La oscura voz de los vencidos en el descenso del deshielo
del insensible espacio de la muerte.
La fría madrugada donde nos da la mano el desaliento.
El frío, siempre el frío.
La presencia de la muerte está ahí subrayando la potencia de la vida. Seferis escribió que el tema de la Comedia, de Dante, no era la muerte, sino la demasiada vida. En Inalterable luz, José María Muñoz Quirós, toma la estafeta y canta y celebra a la vida desde la dura conciencia de la muerte, de lo efímero, de lo que pasa y, tercamente permanece, como cantara Quevedo.
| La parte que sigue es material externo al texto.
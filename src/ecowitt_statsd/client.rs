// ecowitt_statsd - StatsD and Prometheus metrics bridge for Ecowitt weather gateways
//
// Copyright 2023 Nick Pillitteri
//
// This program is free software: you can redistribute it and/or modify
// it under the terms of the GNU General Public License as published by
// the Free Software Foundation, either version 3 of the License, or
// (at your option) any later version.
//
// This program is distributed in the hope that it will be useful,
// but WITHOUT ANY WARRANTY; without even the implied warranty of
// MERCHANTABILITY or FITNESS FOR A PARTICULAR PURPOSE.  See the
// GNU General Public License for more details.
//
// You should have received a copy of the GNU General Public License
// along with this program.  If not, see <http://www.gnu.org/licenses/>.
//

use reqwest::header::{ACCEPT, USER_AGENT};
use reqwest::{Client, StatusCode, Url};
use serde::{Deserialize, Serialize};
use std::error;
use std::fmt;
use std::net::Ipv6Addr;

#[derive(Debug)]
pub enum ClientError {
    Internal(reqwest::Error),
    InvalidAddress(String),
    Unexpected(StatusCode, Url),
    Decode(serde_json::Error),
}

impl fmt::Display for ClientError {
    fn fmt(&self, f: &mut fmt::Formatter<'_>) -> fmt::Result {
        match self {
            Self::Internal(e) => write!(f, "{}", e),
            Self::InvalidAddress(a) => write!(f, "invalid gateway address {}", a),
            Self::Unexpected(status, url) => write!(f, "unexpected status {} for {}", status, url),
            Self::Decode(e) => write!(f, "malformed gateway response: {}", e),
        }
    }
}

impl error::Error for ClientError {
    fn source(&self) -> Option<&(dyn error::Error + 'static)> {
        match self {
            Self::Internal(e) => Some(e),
            Self::Decode(e) => Some(e),
            _ => None,
        }
    }
}

/// Client for the local HTTP API of an Ecowitt gateway (GW1000, GW1100, GW2000, etc.)
#[derive(Debug)]
pub struct EcowittClient {
    client: Client,
    live_data_url: Url,
}

impl EcowittClient {
    const USER_AGENT: &'static str = "ecowitt_statsd (https://github.com/56quarters/ecowitt_statsd)";
    const JSON_RESPONSE: &'static str = "application/json";
    const LIVE_DATA_PATH: &'static str = "get_livedata_info";

    /// Create a client for the gateway at `host`. A `port` of `0` or `80` uses the
    /// host exactly as given, any other port is appended to it. IPv6 literals may be
    /// given with or without brackets.
    pub fn new(client: Client, host: &str, port: u16) -> Result<Self, ClientError> {
        let host = if host.parse::<Ipv6Addr>().is_ok() {
            format!("[{}]", host)
        } else {
            host.to_owned()
        };

        let address = if port == 0 || port == 80 {
            host
        } else {
            format!("{}:{}", host, port)
        };

        let mut live_data_url = Url::parse(&format!("http://{}/", address))
            .map_err(|_| ClientError::InvalidAddress(address.clone()))?;
        if live_data_url.cannot_be_a_base() || live_data_url.host_str().map(str::is_empty).unwrap_or(true) {
            return Err(ClientError::InvalidAddress(address));
        }

        live_data_url.set_path(Self::LIVE_DATA_PATH);
        // The gateway firmware expects the trailing '?' even without parameters
        live_data_url.set_query(Some(""));

        Ok(EcowittClient { client, live_data_url })
    }

    pub fn url(&self) -> &Url {
        &self.live_data_url
    }

    /// Fetch and decode the current readings of every sensor known to the gateway.
    pub async fn live_data(&self) -> Result<ScanResponse, ClientError> {
        tracing::debug!(message = "making live data request", url = %self.live_data_url);

        let res = self
            .client
            .get(self.live_data_url.clone())
            .header(USER_AGENT, Self::USER_AGENT)
            .header(ACCEPT, Self::JSON_RESPONSE)
            .send()
            .await
            .map_err(ClientError::Internal)?;

        let status = res.status();
        if status != StatusCode::OK {
            return Err(ClientError::Unexpected(status, self.live_data_url.clone()));
        }

        let body = res.bytes().await.map_err(ClientError::Internal)?;
        decode(&body)
    }
}

/// Decode the body of a live data response.
///
/// Decoding is purely structural: missing sensor families and missing string fields
/// become empty. Field contents are interpreted later by `metrics::normalize`.
pub fn decode(body: &[u8]) -> Result<ScanResponse, ClientError> {
    serde_json::from_slice(body).map_err(ClientError::Decode)
}

/// Map the numeric-ish ID of a common sensor to the name used for its metric.
///
/// Unknown IDs return an empty string.
pub fn sensor_type_from_id(id: &str) -> &'static str {
    match id {
        "3" => "feelsLike",
        "0x02" => "outdoorTemperature",
        "0x03" => "dewPoint",
        "0x07" => "outdoorHumidity",
        "0x0A" => "windDirection",
        "0x0B" => "windSpeed",
        "0x0C" => "windGust",
        "0x0D" => "rainEvent",
        "0x0E" => "rainRate",
        "0x10" => "rainDay",
        "0x11" => "rainWeek",
        "0x12" => "rainMonth",
        "0x13" => "rainYear",
        "0x15" => "solarIrradiance",
        "0x17" => "uvIndex",
        "0x19" => "maxWindGust",
        _ => "",
    }
}

/// Every name `sensor_type_from_id` can return for a known ID.
pub const SENSOR_TYPES: &[&str] = &[
    "feelsLike",
    "outdoorTemperature",
    "dewPoint",
    "outdoorHumidity",
    "windDirection",
    "windSpeed",
    "windGust",
    "rainEvent",
    "rainRate",
    "rainDay",
    "rainWeek",
    "rainMonth",
    "rainYear",
    "solarIrradiance",
    "uvIndex",
    "maxWindGust",
];

#[derive(Serialize, Deserialize, Debug, Default, Clone, PartialEq)]
pub struct ScanResponse {
    #[serde(rename = "common_list", default)]
    pub common_list: Vec<SensorValue>,
    #[serde(rename = "wh25", default)]
    pub indoor: Vec<IndoorClimate>,
    #[serde(rename = "ch_aisle", default)]
    pub channels: Vec<ChannelSensorValue>,
    #[serde(rename = "rain", default)]
    pub rain: Vec<SensorValue>,
}

impl ScanResponse {
    /// All readings in the order they are normalized: common sensors, indoor
    /// climate, channel sensors, then rain sensors.
    pub fn readings(&self) -> impl Iterator<Item = Reading<'_>> {
        self.common_list
            .iter()
            .map(Reading::Common)
            .chain(self.indoor.iter().map(Reading::Indoor))
            .chain(self.channels.iter().map(Reading::Channel))
            .chain(self.rain.iter().map(Reading::Rain))
    }
}

/// One reading from any of the sensor families in a `ScanResponse`.
#[derive(Debug, Clone, Copy, PartialEq)]
pub enum Reading<'a> {
    Common(&'a SensorValue),
    Indoor(&'a IndoorClimate),
    Channel(&'a ChannelSensorValue),
    Rain(&'a SensorValue),
}

#[derive(Serialize, Deserialize, Debug, Default, Clone, PartialEq)]
#[serde(default)]
pub struct SensorValue {
    #[serde(rename = "id")]
    pub id: String,
    #[serde(rename = "val")]
    pub value: String,
    #[serde(rename = "battery", skip_serializing_if = "Option::is_none")]
    pub battery: Option<String>,
    #[serde(rename = "unit", skip_serializing_if = "Option::is_none")]
    pub unit: Option<String>,
}

impl SensorValue {
    pub fn sensor_type(&self) -> &'static str {
        sensor_type_from_id(&self.id)
    }
}

/// Indoor temperature, humidity, and pressure from the gateway itself (or a WH25/WH32B)
#[derive(Serialize, Deserialize, Debug, Default, Clone, PartialEq)]
#[serde(default)]
pub struct IndoorClimate {
    #[serde(rename = "intemp")]
    pub temperature: String,
    #[serde(rename = "unit")]
    pub unit: String,
    #[serde(rename = "inhumi")]
    pub humidity: String,
    #[serde(rename = "abs")]
    pub absolute_pressure: String,
    #[serde(rename = "rel")]
    pub relative_pressure: String,
}

/// Temperature and humidity from a multi-channel sensor (WH31 and similar)
#[derive(Serialize, Deserialize, Debug, Default, Clone, PartialEq)]
#[serde(default)]
pub struct ChannelSensorValue {
    #[serde(rename = "channel")]
    pub channel: String,
    #[serde(rename = "name")]
    pub name: String,
    #[serde(rename = "battery")]
    pub battery: String,
    #[serde(rename = "temp")]
    pub temperature: String,
    #[serde(rename = "unit")]
    pub unit: String,
    #[serde(rename = "humidity")]
    pub humidity: String,
}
Ya no se trata de tocar la superficie, de verse reflejado en las calmas aguas. Ahora la urgencia es otra, el peso de lo vivido nos clava y sumerge. El entorno se multiplica. El beso sigue siendo el beso, pero después de lo vivido ya es otro. Y saberlo, constatarlo, nos hace multiplicar los caminos, aquellos senderos que se desdoblan y nos llevan y nos traen, y siendo los mismos ya somos otros, y el mundo, donde posamos los ojos nos devuelve el duro testimonio del recuerdo, y el recuerdo es esa capacidad tremenda de leernos sin los otros entre los otros. Leemos:
La dura voz
del desaliento.
El dominio vacío. Tú
en sus signos cerrados
sobre un campo desnudo.
Tú cayéndote
al fondo sinuoso donde el tiempo
toca un fondo de nieve.
Lo demás es lo blanco, el canto del poeta, el sonido de lo que no tiene sonido, pero que todos los espectadores del teatro Kabuki, cuando lo escuchan, saben que la nieve está pronta a caer sobre lo yermo de la tierra.